My favorite picture of me and my little girl. It was taken in Capetown, South Africa in 2004, when we were on a homeschooling speaking tour.

My little girl turns 40 this month. I am not sure how to take that. In my mind, she is still that 16-year-old girl who loved Dan Marino, computer games, and ice cream cake. Where in the world did the time go? As I think about all the wonderful (and not-so-wonderful) times we have experienced together, I see a lot of mistakes that I made in parenting her. There are definitely things I would do differently if I could turn back the clock to the day we adopted her. However, the one thing I know I would not change is our decision to homeschool her.

We started homeschooling her as soon as we could, and the reason was simple: she was the classic example of a student who “fell through the cracks.” When she was having a good day, she learned well. When she wasn’t having a good day, she didn’t. As a result, there were large, gaping holes in her education. Not surprisingly, then, when she took the PSAT test, she scored in the bottom 35% of the nation in math and the top 25% of the nation in English. She wanted to get a college degree, because as far as she knew, no one in her biological heritage had one. Getting a degree would provide a tangible break from her past. However, with those scores, she would have a difficult time getting accepted to college, much less succeeding when she got there.

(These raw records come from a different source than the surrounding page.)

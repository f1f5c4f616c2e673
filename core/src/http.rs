//! HTTP transport types for the host-does-IO pattern.
//!
//! # Design
//! Requests and responses are plain data. `EmployeeClient` builds
//! `HttpRequest` values and parses `HttpResponse` values; a `Transport`
//! supplied by the host performs the actual round-trip. Tests swap in a
//! scripted transport, the façade plugs in a real HTTP agent.

use crate::error::TransportError;

/// HTTP method for a request. The upstream API only needs these three.
#[derive(Debug, Clone, Copy, PartialEq, Eq)]
pub enum HttpMethod {
    Get,
    Post,
    Delete,
}

impl HttpMethod {
    pub fn as_str(self) -> &'static str {
        match self {
            HttpMethod::Get => "GET",
            HttpMethod::Post => "POST",
            HttpMethod::Delete => "DELETE",
        }
    }
}

/// An HTTP request described as plain data.
#[derive(Debug, Clone, PartialEq, Eq)]
pub struct HttpRequest {
    pub method: HttpMethod,
    pub url: String,
    pub headers: Vec<(String, String)>,
    pub body: Option<String>,
}

/// An HTTP response described as plain data.
///
/// Any response that carried a status line, 4xx and 5xx included, is an
/// `HttpResponse`. Only failures to get a response at all are transport errors.
#[derive(Debug, Clone)]
pub struct HttpResponse {
    pub status: u16,
    pub headers: Vec<(String, String)>,
    pub body: String,
}

impl HttpResponse {
    pub fn new(status: u16, body: impl Into<String>) -> Self {
        Self {
            status,
            headers: Vec::new(),
            body: body.into(),
        }
    }

    pub fn is_success(&self) -> bool {
        (200..300).contains(&self.status)
    }
}

/// Executes one `HttpRequest` against the network.
///
/// Implementations must return `Err` only for connectivity failures
/// (refused connection, DNS, timeout). Calls are independent; implementations
/// hold no per-request state.
pub trait Transport {
    fn execute(&self, request: HttpRequest) -> Result<HttpResponse, TransportError>;
}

As a result, we spent most of her homeschooling in “educational triage.” We identified the holes in her education and then filled them. When she took the ACT (one of the standardized tests used for college entrance) early in her senior year, she scored in the top 5% in English and the top 30% in math. As a scientist, I decided that the numbers were the ultimate evidence that the decision to homeschool her was a good one. She ended up being accepted at Butler University and graduating with a degree in sociology (which, of course, she doesn’t use).

In my mind, then, homeschooling was all about academics. Our daughter wanted a college degree, and the only way we could prepare her for college was to homeschool her. Even after she had graduated college, I still thought that homeschooling her was all about academics. However, as time went on, my view of the matter began to change. As I celebrated the successes in her adult life and helped her deal with the failures, I started to notice that our relationship was very different from the relationships that most of my friends had with their adult children. Our daughter actually wants to spend time – lots of time – with us. For example, right now, as she is about to turn 40, she is on a mother-daughter vacation. When my wife suggested the idea to her, she was thrilled. At Christmas, I gave her a little picture book that had old and new photos of me, her, and my wife. When she opened it, her husband said, “Look at how her face just lit up.”

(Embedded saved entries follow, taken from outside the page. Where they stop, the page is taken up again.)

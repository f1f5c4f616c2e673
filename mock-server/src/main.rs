use tokio::net::TcpListener;
use tracing_subscriber::{layer::SubscriberExt, util::SubscriberInitExt};

#[tokio::main]
async fn main() -> Result<(), std::io::Error> {
    tracing_subscriber::registry()
        .with(
            tracing_subscriber::EnvFilter::try_from_default_env()
                .unwrap_or_else(|_| "mock_server=debug".into()),
        )
        .with(tracing_subscriber::fmt::layer())
        .init();

    let port = std::env::var("PORT").unwrap_or_else(|_| "8112".to_string());
    let addr = format!("127.0.0.1:{port}");
    let listener = TcpListener::bind(&addr).await?;
    tracing::info!(%addr, path = mock_server::BASE_PATH, "mock upstream listening");
    mock_server::run(listener).await
}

Why do I have a daughter who loves to spend time with me and her mother? If you ask her, it’s because we spent so much time together when she was young. In these days when children are separated from their parents by school, after-school activities, and other distractions, it’s hard to form a deep family bond. When you homeschool, you are not only using the best possible educational model to teach your child, but you are also doing something very few families do: you are spending a lot of time together. In the long run, that makes a huge difference!

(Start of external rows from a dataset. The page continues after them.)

//! In-process stand-in for the upstream employee API.
//!
//! Serves the `{data, status, error}` envelope on `/api/v1/employee`, deletes
//! by name rather than id, and can be told to start rate limiting after a
//! fixed number of requests.

use std::sync::{
    atomic::{AtomicUsize, Ordering},
    Arc,
};

use axum::{
    extract::{Path, Request, State},
    http::StatusCode,
    middleware::{self, Next},
    response::{IntoResponse, Response},
    routing::get,
    Json, Router,
};
use serde::{Deserialize, Serialize};
use tokio::{net::TcpListener, sync::RwLock};
use uuid::Uuid;

pub const BASE_PATH: &str = "/api/v1/employee";

const OK_STATUS: &str = "Successfully processed request.";
const FAILED_STATUS: &str = "Failed to process request.";

#[derive(Clone, Debug, Serialize, Deserialize, PartialEq, Eq)]
pub struct Employee {
    pub id: Uuid,
    pub employee_name: String,
    pub employee_salary: i64,
    pub employee_age: i64,
    pub employee_title: String,
    pub employee_email: String,
}

#[derive(Deserialize)]
pub struct CreateEmployee {
    pub name: String,
    pub salary: i64,
    pub age: i64,
    pub title: String,
}

#[derive(Deserialize)]
pub struct DeleteEmployee {
    pub name: String,
}

#[derive(Debug, Serialize, Deserialize)]
pub struct Envelope<T> {
    #[serde(skip_serializing_if = "Option::is_none")]
    pub data: Option<T>,
    pub status: String,
    #[serde(skip_serializing_if = "Option::is_none")]
    pub error: Option<String>,
}

impl<T> Envelope<T> {
    fn ok(data: T) -> Self {
        Self {
            data: Some(data),
            status: OK_STATUS.to_string(),
            error: None,
        }
    }

    fn failed(error: &str) -> Self {
        Self {
            data: None,
            status: FAILED_STATUS.to_string(),
            error: Some(error.to_string()),
        }
    }
}

/// Insertion-ordered so list responses are stable between calls.
pub type Db = Arc<RwLock<Vec<Employee>>>;

#[derive(Clone)]
struct Budget {
    limit: Option<usize>,
    used: Arc<AtomicUsize>,
}

pub fn app() -> Router {
    build(Vec::new(), None)
}

/// Start from the given records instead of an empty collection.
pub fn app_with_employees(employees: Vec<Employee>) -> Router {
    build(employees, None)
}

/// Answer 429 to every request after the first `limit`.
pub fn app_with_request_limit(limit: usize) -> Router {
    build(Vec::new(), Some(limit))
}

fn build(employees: Vec<Employee>, limit: Option<usize>) -> Router {
    let db: Db = Arc::new(RwLock::new(employees));
    let budget = Budget {
        limit,
        used: Arc::new(AtomicUsize::new(0)),
    };
    Router::new()
        .route(
            BASE_PATH,
            get(list_employees).post(create_employee).delete(delete_employee),
        )
        .route(&format!("{BASE_PATH}/{{id}}"), get(get_employee))
        .with_state(db)
        .layer(middleware::from_fn_with_state(budget, rate_limit))
}

pub async fn run(listener: TcpListener) -> Result<(), std::io::Error> {
    axum::serve(listener, app()).await
}

pub async fn run_app(listener: TcpListener, app: Router) -> Result<(), std::io::Error> {
    axum::serve(listener, app).await
}

/// Build a record the way the upstream would for a create request.
pub fn employee(name: &str, salary: i64, age: i64, title: &str) -> Employee {
    let handle = name.split_whitespace().next().unwrap_or("employee").to_lowercase();
    Employee {
        id: Uuid::new_v4(),
        employee_name: name.to_string(),
        employee_salary: salary,
        employee_age: age,
        employee_title: title.to_string(),
        employee_email: format!("{handle}@company.com"),
    }
}

async fn rate_limit(State(budget): State<Budget>, request: Request, next: Next) -> Response {
    let used = budget.used.fetch_add(1, Ordering::SeqCst);
    if budget.limit.is_some_and(|limit| used >= limit) {
        tracing::debug!(used, "mock upstream rate limiting");
        return (
            StatusCode::TOO_MANY_REQUESTS,
            Json(Envelope::<()>::failed("Too Many Requests")),
        )
            .into_response();
    }
    next.run(request).await
}

async fn list_employees(State(db): State<Db>) -> Json<Envelope<Vec<Employee>>> {
    let employees = db.read().await;
    Json(Envelope::ok(employees.clone()))
}

async fn get_employee(
    State(db): State<Db>,
    Path(id): Path<String>,
) -> (StatusCode, Json<Envelope<Employee>>) {
    let employees = db.read().await;
    let found = Uuid::parse_str(&id)
        .ok()
        .and_then(|id| employees.iter().find(|e| e.id == id).cloned());
    match found {
        Some(employee) => (StatusCode::OK, Json(Envelope::ok(employee))),
        None => (StatusCode::NOT_FOUND, Json(Envelope::failed("Employee not found"))),
    }
}

async fn create_employee(
    State(db): State<Db>,
    Json(input): Json<CreateEmployee>,
) -> Json<Envelope<Employee>> {
    let created = employee(&input.name, input.salary, input.age, &input.title);
    db.write().await.push(created.clone());
    Json(Envelope::ok(created))
}

async fn delete_employee(
    State(db): State<Db>,
    Json(input): Json<DeleteEmployee>,
) -> Json<Envelope<bool>> {
    let mut employees = db.write().await;
    let deleted = match employees.iter().position(|e| e.employee_name == input.name) {
        Some(index) => {
            employees.remove(index);
            true
        }
        None => false,
    };
    Json(Envelope::ok(deleted))
}

#[cfg(test)]
mod tests {
    use super::*;

    #[test]
    fn employee_serializes_upstream_field_names() {
        let mut e = employee("Abhishek J", 50000, 30, "Developer");
        e.id = Uuid::nil();
        let json = serde_json::to_value(&e).unwrap();
        assert_eq!(json["id"], "00000000-0000-0000-0000-000000000000");
        assert_eq!(json["employee_name"], "Abhishek J");
        assert_eq!(json["employee_salary"], 50000);
        assert_eq!(json["employee_email"], "abhishek@company.com");
    }

    #[test]
    fn failed_envelope_omits_data() {
        let json = serde_json::to_value(Envelope::<Employee>::failed("nope")).unwrap();
        assert!(json.get("data").is_none());
        assert_eq!(json["status"], FAILED_STATUS);
        assert_eq!(json["error"], "nope");
    }

    #[test]
    fn create_employee_rejects_missing_salary() {
        let result: Result<CreateEmployee, _> =
            serde_json::from_str(r#"{"name":"A","age":30,"title":"Dev"}"#);
        assert!(result.is_err());
    }

    #[test]
    fn delete_employee_needs_name() {
        let input: DeleteEmployee = serde_json::from_str(r#"{"name":"Ravi Kumar"}"#).unwrap();
        assert_eq!(input.name, "Ravi Kumar");
    }
}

Does that mean everyone who homeschools will have a great relationship with their adult children? Of course not! There are many, many factors that play into how people bond with one another. However, probably the most crucial of those factors is time that you spend together. The more time you spend with your children, the better you get to know them. Looking back on my homeschooling my little girl, I recognize that she got an incredible education. More importantly, however, we all got an amazing gift: lots of time to enjoy one another and grow closer together. Of all the wonderful things I can say about homeschooling, that is the most important.